# [Exercise instructions]
Search the entries below for the word "PathSegment" and copy each line that has it.

BEGIN Material shown

//! Orientation and segment intersection tests with tolerance.

use crate::primitives::{Point2, Segment2};
use num_traits::Float;

/// Turn direction of three points, in math orientation (y up).
#[derive(Debug, Clone, Copy, PartialEq, Eq)]
pub enum Orientation {
    CounterClockwise,
    Clockwise,
    Collinear,
}

/// Orientation of `c` relative to the directed line `a -> b`.
///
/// `eps` is compared against the raw cross product (twice the signed
/// triangle area).
#[inline]
pub fn orient2d<F: Float>(a: Point2<F>, b: Point2<F>, c: Point2<F>, eps: F) -> Orientation {
    let cross = (b - a).cross(c - a);
    if cross > eps {
        Orientation::CounterClockwise
    } else if cross < -eps {
        Orientation::Clockwise
    } else {
        Orientation::Collinear
    }
}

/// Whether `p` lies within `eps` of `segment`.
#[inline]
pub fn point_on_segment<F: Float>(p: Point2<F>, segment: Segment2<F>, eps: F) -> bool {
    segment.distance_squared_to_point(p) <= eps * eps
}

/// Outcome of [`segments_intersect`].
#[derive(Debug, Clone, Copy, PartialEq)]
pub enum SegmentIntersection<F> {
    None,
    /// A single shared point with its parameter on each segment.
    Point { point: Point2<F>, t1: F, t2: F },
    /// Collinear segments sharing a stretch of positive length.
    Overlapping { start: Point2<F>, end: Point2<F> },
}

/// Intersects two segments.
///
/// Near-parallel pairs (sine of the angle between them at most `eps`) are
/// treated as parallel and either miss, touch at one point or overlap.
/// Parameters within `eps` outside `[0, 1]` still count as hits and are
/// clamped.
pub fn segments_intersect<F: Float>(
    s1: Segment2<F>,
    s2: Segment2<F>,
    eps: F,
) -> SegmentIntersection<F> {
    let d1 = s1.direction();
    let d2 = s2.direction();
    let denom = d1.cross(d2);

    if denom * denom <= eps * eps * d1.magnitude_squared() * d2.magnitude_squared() {
        return collinear_intersection(s1, s2, eps);
    }

    let offset = s2.start - s1.start;
    let t1 = offset.cross(d2) / denom;
    let t2 = offset.cross(d1) / denom;

    let lo = -eps;
    let hi = F::one() + eps;
    if t1 < lo || t1 > hi || t2 < lo || t2 > hi {
        return SegmentIntersection::None;
    }

    let t1 = clamp_unit(t1);
    SegmentIntersection::Point {
        point: s1.point_at(t1),
        t1,
        t2: clamp_unit(t2),
    }
}

fn collinear_intersection<F: Float>(
    s1: Segment2<F>,
    s2: Segment2<F>,
    eps: F,
) -> SegmentIntersection<F> {
    let eps_sq = eps * eps;
    let d1 = s1.direction();
    let len_sq = d1.magnitude_squared();
    if len_sq <= eps_sq {
        if point_on_segment(s1.start, s2, eps) {
            let (_, t2) = s2.closest_point(s1.start);
            return SegmentIntersection::Point {
                point: s1.start,
                t1: F::zero(),
                t2,
            };
        }
        return SegmentIntersection::None;
    }

    // distance of s2 from the line through s1
    let off_line = d1.cross(s2.start - s1.start);
    if off_line * off_line > eps_sq * len_sq {
        return SegmentIntersection::None;
    }

    // s2's endpoints as parameters along s1
    let a = (s2.start - s1.start).dot(d1) / len_sq;
    let b = (s2.end - s1.start).dot(d1) / len_sq;
    let lo = a.min(b).max(F::zero());
    let hi = a.max(b).min(F::one());

    if lo > hi + eps {
        return SegmentIntersection::None;
    }
    if hi - lo <= eps {
        let point = s1.point_at(lo);
        let (_, t2) = s2.closest_point(point);
        return SegmentIntersection::Point { point, t1: lo, t2 };
    }

    SegmentIntersection::Overlapping {
        start: s1.point_at(lo),
        end: s1.point_at(hi),
    }
}

#[inline]
fn clamp_unit<F: Float>(t: F) -> F {
    t.max(F::zero()).min(F::one())
}
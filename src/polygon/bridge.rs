//! Conversions between flattened vertex lists, polygons and paths.

use super::core::{Contour, Direction, Polygon};
use crate::path::{Path, PathSegment, VertexList};

/// Splits a vertex list at its contour-start markers and closes each run
/// into a contour carrying `direction`.
///
/// Runs with fewer than two distinct points bound nothing and are dropped.
pub fn contours_from_vertices(vertices: &VertexList, direction: Direction) -> Vec<Contour> {
    vertices
        .contour_points()
        .into_iter()
        .filter(|points| points.iter().any(|p| *p != points[0]))
        .map(|points| Contour::new(points, direction))
        .collect()
}

/// Converts a polygon back into a path: one move per contour followed by a
/// line to each further point.
///
/// Returns `None` for a polygon without contours.
pub fn polygon_to_path(polygon: &Polygon) -> Option<Path> {
    if polygon.is_empty() {
        return None;
    }

    let mut path = Path::with_capacity(polygon.vertex_count());
    for contour in polygon.contours() {
        let mut points = contour.points().iter();
        if let Some(&first) = points.next() {
            path.push(PathSegment::MoveTo(first));
            path.extend(points.map(|&p| PathSegment::LineTo(p)));
        }
    }

    Some(path)
}

#[cfg(test)]
mod tests {
    use super::*;
    use crate::path::{flatten_path, FlattenMode};
    use crate::primitives::Point2;

    fn flatten_fill(path: &Path) -> VertexList {
        flatten_path(path, FlattenMode::Fill, 2.4, 0.01)
    }

    #[test]
    fn test_contours_split_at_moves() {
        let path = Path::new()
            .move_to(0.0, 0.0)
            .line_to(4.0, 0.0)
            .line_to(4.0, 4.0)
            .move_to(10.0, 10.0)
            .line_to(12.0, 10.0)
            .line_to(12.0, 12.0)
            .line_to(10.0, 10.0);
        let contours = contours_from_vertices(&flatten_fill(&path), Direction::Ascending);

        assert_eq!(contours.len(), 2);
        // first run is closed explicitly, second already was
        assert_eq!(contours[0].len(), 4);
        assert_eq!(contours[1].len(), 4);
        assert_eq!(contours[0].points()[3], Point2::new(0.0, 0.0));
    }

    #[test]
    fn test_lone_points_are_dropped() {
        let path = Path::new()
            .move_to(1.0, 1.0)
            .move_to(0.0, 0.0)
            .line_to(5.0, 0.0);
        let contours = contours_from_vertices(&flatten_fill(&path), Direction::Descending);

        assert_eq!(contours.len(), 1);
        assert_eq!(contours[0].direction(), Direction::Descending);
    }

    #[test]
    fn test_polygon_to_path_empty() {
        assert!(polygon_to_path(&Polygon::empty()).is_none());
    }

    #[test]
    fn test_polygon_to_path_one_move_per_contour() {
        let square = Contour::new(
            vec![
                Point2::new(0.0, 0.0),
                Point2::new(0.0, 1.0),
                Point2::new(1.0, 1.0),
                Point2::new(1.0, 0.0),
            ],
            Direction::Ascending,
        );
        let polygon = Polygon::from_contours(vec![square.clone(), square]);
        let path = polygon_to_path(&polygon).unwrap();

        assert_eq!(path.len(), 10);
        assert_eq!(path.subpath_count(), 2);
        assert_eq!(path.segments()[4], PathSegment::LineTo(Point2::new(0.0, 0.0)));
        assert!(path.segments()[5].is_move());
    }
}
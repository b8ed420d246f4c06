//! Curve types used by path flattening.

mod bezier;

pub use bezier::{QuadraticBezier2, MAX_CURVE_PARTS};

END Material shown

# [Exercise response]
use crate::path::{Path, PathSegment, VertexList};
            path.push(PathSegment::MoveTo(first));
            path.extend(points.map(|&p| PathSegment::LineTo(p)));
        assert_eq!(path.segments()[4], PathSegment::LineTo(Point2::new(0.0, 0.0)));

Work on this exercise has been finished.